Italia ha ottenuto un risultato storico nel Mercato lattiero-caseario spagnoloentrando nel i primi tre fornitori di formaggi per la prima volta e sorpasso Franciasecondo gli ultimi dati analizzati dall’istituto di ricerca Nomisma.
Nel 2025, prodotti lattiero-caseari ha generato il fatturato più alto tra tutti Italiano cibo E bevanda esportazioni A Spagnaraggiungendo i 385,3 milioni di euro. Il dato evidenzia la crescente importanza della categoria nel commercio bilaterale e segnala un rafforzamento della posizione competitiva per i produttori italiani.
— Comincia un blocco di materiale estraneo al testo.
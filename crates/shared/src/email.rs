//! Email service for sending transactional emails.
//!
//! Uses `lettre` for SMTP transport. The default relay is Resend's SMTP
//! endpoint, which takes the literal username `resend` and the API key as
//! password.

use lettre::{
    AsyncSmtpTransport, AsyncTransport, Message, Tokio1Executor, message::header::ContentType,
    transport::smtp::authentication::Credentials,
};
use thiserror::Error;

use crate::config::EmailConfig;

/// Email service errors.
#[derive(Debug, Error)]
pub enum EmailError {
    /// Sending is disabled because no API key is configured.
    #[error("Email sending is disabled: no API key configured")]
    Disabled,
    /// Failed to build email message.
    #[error("Failed to build email: {0}")]
    BuildError(String),
    /// Failed to send email.
    #[error("Failed to send email: {0}")]
    SendError(String),
    /// Invalid email address.
    #[error("Invalid email address: {0}")]
    InvalidAddress(String),
}

/// Content of the "we received your submission" email.
#[derive(Debug, Clone)]
pub struct SubmissionEmail<'a> {
    /// Name used in the greeting.
    pub display_name: &'a str,
    /// Headline shown at the top of the message.
    pub headline: &'a str,
    /// One paragraph explaining what happens next.
    pub body: &'a str,
    /// Call-to-action label.
    pub action_label: &'a str,
    /// Where the call-to-action points.
    pub action_url: &'a str,
}

/// Email service for sending transactional emails.
#[derive(Clone)]
pub struct EmailService {
    config: EmailConfig,
}

impl EmailService {
    /// Creates a new email service.
    #[must_use]
    pub const fn new(config: EmailConfig) -> Self {
        Self { config }
    }

    /// Whether this service will actually send anything.
    #[must_use]
    pub fn is_enabled(&self) -> bool {
        self.config.is_enabled()
    }

    /// Public site base URL used for continuation links.
    #[must_use]
    pub fn frontend_url(&self) -> &str {
        &self.config.frontend_url
    }

    /// Creates an SMTP transport.
    fn create_transport(&self) -> Result<AsyncSmtpTransport<Tokio1Executor>, EmailError> {
        let api_key = self
            .config
            .api_key
            .clone()
            .filter(|k| !k.trim().is_empty())
            .ok_or(EmailError::Disabled)?;
        let creds = Credentials::new(self.config.smtp_username.clone(), api_key);

        let transport = AsyncSmtpTransport::<Tokio1Executor>::relay(&self.config.smtp_host)
            .map_err(|e| EmailError::SendError(e.to_string()))?
            .port(self.config.smtp_port)
            .credentials(creds)
            .build();
        Ok(transport)
    }

    /// Sends the confirmation email for a stored submission.
    ///
    /// # Errors
    ///
    /// Returns an error if the email cannot be sent.
    pub async fn send_submission_received(
        &self,
        to_email: &str,
        subject: &str,
        content: &SubmissionEmail<'_>,
    ) -> Result<(), EmailError> {
        let html = render_submission_email(content);
        self.send_html(to_email, subject, &html).await
    }

    /// Sends an HTML email.
    ///
    /// # Errors
    ///
    /// Returns an error if the email cannot be sent.
    pub async fn send_html(
        &self,
        to_email: &str,
        subject: &str,
        html: &str,
    ) -> Result<(), EmailError> {
        let email = self.build_message(to_email, subject, html)?;

        let transport = self.create_transport()?;
        transport
            .send(email)
            .await
            .map_err(|e| EmailError::SendError(e.to_string()))?;

        Ok(())
    }

    fn build_message(
        &self,
        to_email: &str,
        subject: &str,
        html: &str,
    ) -> Result<Message, EmailError> {
        let from = format!("{} <{}>", self.config.from_name, self.config.from_email);

        Message::builder()
            .from(
                from.parse()
                    .map_err(|e| EmailError::InvalidAddress(format!("{e}")))?,
            )
            .to(to_email
                .parse()
                .map_err(|e| EmailError::InvalidAddress(format!("{e}")))?)
            .subject(subject)
            .header(ContentType::TEXT_HTML)
            .body(html.to_string())
            .map_err(|e| EmailError::BuildError(e.to_string()))
    }
}

/// Renders the submission confirmation as a self-contained HTML document.
///
/// Every field is escaped; the display name in particular comes straight
/// from the form.
#[must_use]
pub fn render_submission_email(content: &SubmissionEmail<'_>) -> String {
    let name = htmlescape::encode_minimal(content.display_name);
    let headline = htmlescape::encode_minimal(content.headline);
    let body = htmlescape::encode_minimal(content.body);
    let label = htmlescape::encode_minimal(content.action_label);
    let url = htmlescape::encode_attribute(content.action_url);

    format!(
        r#"<!DOCTYPE html>
<html lang="es">
  <head>
    <meta charset="utf-8">
    <title>{headline}</title>
  </head>
  <body style="margin:0;padding:0;background:#f4f5f7;font-family:Helvetica,Arial,sans-serif;color:#1f2933;">
    <table role="presentation" width="100%" cellpadding="0" cellspacing="0">
      <tr>
        <td align="center" style="padding:32px 16px;">
          <table role="presentation" width="560" cellpadding="0" cellspacing="0" style="background:#ffffff;border-radius:8px;padding:32px;">
            <tr><td><h1 style="font-size:22px;margin:0 0 16px;">{headline}</h1></td></tr>
            <tr><td><p style="font-size:15px;line-height:1.5;">Hola {name},</p></td></tr>
            <tr><td><p style="font-size:15px;line-height:1.5;">{body}</p></td></tr>
            <tr>
              <td style="padding:24px 0;">
                <a href="{url}" style="background:#0b5cff;color:#ffffff;padding:12px 20px;border-radius:6px;text-decoration:none;">{label}</a>
              </td>
            </tr>
            <tr><td><p style="font-size:12px;color:#7b8794;">Si no enviaste este formulario, puedes ignorar este mensaje.</p></td></tr>
          </table>
        </td>
      </tr>
    </table>
  </body>
</html>
"#
    )
}

#[cfg(test)]
#[path = "email_tests.rs"]
mod tests;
Nonostante il consumo interno relativamente modesto – la Spagna registra circa 8 chilogrammi di formaggio pro capite, circa un terzo del livello italiano – il ampiezza dei prodotti disponibili continua a sostenere la diversificata domanda dei consumatori. Questa apertura ha creato terreno fertile per i formaggi importati, compresi quelli provenienti dall’Italia.
Fino a poco tempo fa, il Mercato spagnolo di importazione di formaggi e i prodotti lattiero-caseari sono stati saldamente dominati dai Paesi Bassi, seguiti da Germania e Francia, lasciando l’Italia fuori dal podio dei principali paesi fornitori. Tuttavia, l’anno trascorso ha segnato una svolta. In significativa crescita le esportazioni di formaggi italiani verso la Spagna tasso di crescita anno su anno più elevato rispetto ai principali concorrenti, misurato rispetto ai livelli del 2024. Questa performance ha consentito all’Italia di rafforzare la propria posizione competitiva sul mercato.
Estesa la crescita delle importazioni in tutte le categoriesia in valore che in volume. Ciò indica che l’espansione è sostenuta da solidi fondamentali commerciali e non è guidata esclusivamente da aumenti generalizzati dei prezzi.
Gli analisti del settore attribuiscono questo successo alla robustezza di Il modello produttivo italiano. Il settore continua a beneficiare di materie prime di alta qualità, standard di produzione rigorosi e strategie di comunicazione trasparenti. Questi elementi consentono ai consumatori di comprendere meglio la sostenibilità ambientale, sociale ed economica della catena di fornitura, fattori che influenzano sempre più le decisioni di acquisto nei mercati internazionali.